**EXERCISE:**
Reproduce the opening lines of the records exactly, please, stopping after the line that contains "use tokio_util::codec::AnyDelimiterCodecError;".

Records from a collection

-----

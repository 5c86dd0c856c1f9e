//! IRC Client
//!
//! A single connection to one channel: registration, keep-alive and a
//! serialized announce path for the delivery consumer.

pub mod client;
pub mod latch;
pub mod message;
pub mod transcript;
pub mod transport;

use thiserror::Error;
use tokio_util::codec::AnyDelimiterCodecError;

pub use client::{IrcClient, IrcSession, IrcSettings, SessionState};
pub use latch::ReadyLatch;

/// Fatal IRC errors. None of these are retried.
#[derive(Error, Debug)]
pub enum IrcError {
    #[error("failed to connect: {0}")]
    Connect(#[source] std::io::Error),

    #[error("connection timed out")]
    Timeout,

    #[error("TLS error: {0}")]
    Tls(String),

    #[error("I/O error: {0}")]
    Io(#[from] std::io::Error),

    #[error("failed to read from server: {0}")]
    Read(#[from] AnyDelimiterCodecError),

    #[error("nickname {0} is already in use")]
    NicknameInUse(String),

    #[error("server rejected the connection password")]
    PasswordRejected,

    #[error("server closed the link: {0}")]
    Server(String),

    #[error("session closed before it became ready")]
    NotReady,
}
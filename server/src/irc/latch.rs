//! Ready Latch
//!
//! One-shot signal raised once registration and join have completed. It never
//! resets.

use tokio::sync::watch;

/// The session was torn down before the latch was raised.
#[derive(Debug, Clone, Copy, PartialEq, Eq, thiserror::Error)]
#[error("IRC session closed before becoming ready")]
pub struct LatchClosed;

/// Create a connected signal/latch pair.
pub fn ready_latch() -> (ReadySignal, ReadyLatch) {
    let (tx, rx) = watch::channel(false);
    (ReadySignal { tx }, ReadyLatch { rx })
}

/// Write side, owned by the receive loop.
#[derive(Debug)]
pub struct ReadySignal {
    tx: watch::Sender<bool>,
}

impl ReadySignal {
    /// Raise the latch. Returns `true` only for the call that raised it.
    pub fn fire(&self) -> bool {
        self.tx.send_if_modified(|ready| {
            if *ready {
                false
            } else {
                *ready = true;
                true
            }
        })
    }

    pub fn is_fired(&self) -> bool {
        *self.tx.borrow()
    }
}

/// Read side. Clone freely.
#[derive(Debug, Clone)]
pub struct ReadyLatch {
    rx: watch::Receiver<bool>,
}

impl ReadyLatch {
    /// Wait until the latch is raised. Returns immediately once it has been.
    pub async fn wait(&self) -> Result<(), LatchClosed> {
        let mut rx = self.rx.clone();
        rx.wait_for(|ready| *ready)
            .await
            .map(|_| ())
            .map_err(|_| LatchClosed)
    }

    pub fn is_latched(&self) -> bool {
        *self.rx.borrow()
    }
}
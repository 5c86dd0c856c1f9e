//! Delivery Consumer
//!
//! Drains the delivery queue one delivery at a time: decode, format, announce.
//! Nothing that goes wrong here is fatal; the delivery is logged and dropped.

use tokio::sync::mpsc;
use tracing::{debug, error, info, warn};

use super::types::Delivery;
use crate::github::{Event, EventKind, Formatter};
use crate::irc::IrcClient;

/// Characters of an undecodable payload kept in the log.
const PAYLOAD_LOG_LIMIT: usize = 500;

/// What became of one delivery.
#[derive(Debug, Clone, Copy, PartialEq, Eq)]
pub enum Outcome {
    Announced,
    /// Kind not handled by the formatter.
    Unsupported,
    /// Payload did not decode as its declared kind.
    Malformed,
    /// Formatter chose not to announce it.
    Suppressed,
    /// IRC send failed.
    Failed,
}

fn payload_excerpt(body: &[u8]) -> String {
    String::from_utf8_lossy(body)
        .chars()
        .take(PAYLOAD_LOG_LIMIT)
        .collect()
}

/// Handle a single delivery.
pub async fn process(formatter: &Formatter, irc: &IrcClient, delivery: Delivery) -> Outcome {
    let delivery_id = delivery.delivery_id.as_deref().unwrap_or("unknown");

    let Some(kind) = EventKind::parse_str(&delivery.kind) else {
        debug!(event = %delivery.kind, delivery = delivery_id, "Ignoring unsupported event");
        return Outcome::Unsupported;
    };

    let event = match Event::decode(kind, &delivery.body) {
        Ok(event) => event,
        Err(e) => {
            warn!(
                event = %kind,
                delivery = delivery_id,
                error = %e,
                payload = %payload_excerpt(&delivery.body),
                "Failed to decode event"
            );
            return Outcome::Malformed;
        }
    };

    let message = formatter.format(&event).await;
    if message.is_empty() {
        info!(event = %kind, delivery = delivery_id, "Ignoring event");
        return Outcome::Suppressed;
    }

    match irc.announce(&message).await {
        Ok(()) => {
            debug!(
                event = %kind,
                delivery = delivery_id,
                repo = %event.repository().full_name,
                "Announced event"
            );
            Outcome::Announced
        }
        Err(e) => {
            error!(event = %kind, delivery = delivery_id, error = %e, "Failed to announce event");
            Outcome::Failed
        }
    }
}

/// Process deliveries in arrival order until every producer is gone.
pub async fn run(mut deliveries: mpsc::Receiver<Delivery>, formatter: Formatter, irc: IrcClient) {
    while let Some(delivery) = deliveries.recv().await {
        process(&formatter, &irc, delivery).await;
    }
    info!("Delivery queue closed, consumer stopping");
}

#[cfg(test)]
mod tests {
    use super::*;
    use crate::github::FormatOptions;
    use crate::irc::IrcSettings;
    use bytes::Bytes;

    fn delivery(kind: &str, body: &'static [u8]) -> Delivery {
        Delivery {
            kind: kind.to_string(),
            delivery_id: Some("72d3162e".into()),
            body: Bytes::from_static(body),
        }
    }

    /// A client whose session never ran, so it can never become ready.
    fn idle_client() -> IrcClient {
        let (client, _session) =
            IrcClient::new(IrcSettings::new("hubbub", "#test"), tokio::io::empty(), tokio::io::sink());
        client
    }

    #[tokio::test]
    async fn unsupported_and_malformed_deliveries_are_dropped() {
        let formatter = Formatter::default();
        let irc = idle_client();

        assert_eq!(
            process(&formatter, &irc, delivery("ping", b"{}")).await,
            Outcome::Unsupported
        );
        assert_eq!(
            process(&formatter, &irc, delivery("issues", b"not json")).await,
            Outcome::Malformed
        );
    }

    #[tokio::test]
    async fn suppressed_events_never_reach_irc() {
        let formatter = Formatter::new(FormatOptions::default(), None);
        let irc = idle_client();
        let body = br#"{
            "action": "labeled",
            "issue": {"number": 1, "title": "t", "html_url": "https://github.com/o/r/issues/1"},
            "sender": {"login": "octocat"},
            "repository": {"name": "r"}
        }"#;
        assert_eq!(
            process(&formatter, &irc, delivery("issues", body)).await,
            Outcome::Suppressed
        );
    }

    #[tokio::test]
    async fn announce_failure_is_contained() {
        let formatter = Formatter::default();
        let irc = idle_client();
        let body = br#"{
            "action": "opened",
            "issue": {"number": 1, "title": "t", "html_url": "https://github.com/o/r/issues/1"},
            "sender": {"login": "octocat"},
            "repository": {"name": "r"}
        }"#;
        assert_eq!(
            process(&formatter, &irc, delivery("issues", body)).await,
            Outcome::Failed
        );
    }

    #[test]
    fn payload_excerpt_is_bounded() {
        let body = "é".repeat(2 * PAYLOAD_LOG_LIMIT);
        assert_eq!(payload_excerpt(body.as_bytes()).chars().count(), PAYLOAD_LOG_LIMIT);
        assert_eq!(payload_excerpt(b"short"), "short");
    }
}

-----

**EXERCISE ANSWER:**
repository 5c86dd0c856c1f9e
//! IRC Client
//!
//! A single connection to one channel: registration, keep-alive and a
//! serialized announce path for the delivery consumer.

pub mod client;
pub mod latch;
pub mod message;
pub mod transcript;
pub mod transport;

use thiserror::Error;
use tokio_util::codec::AnyDelimiterCodecError;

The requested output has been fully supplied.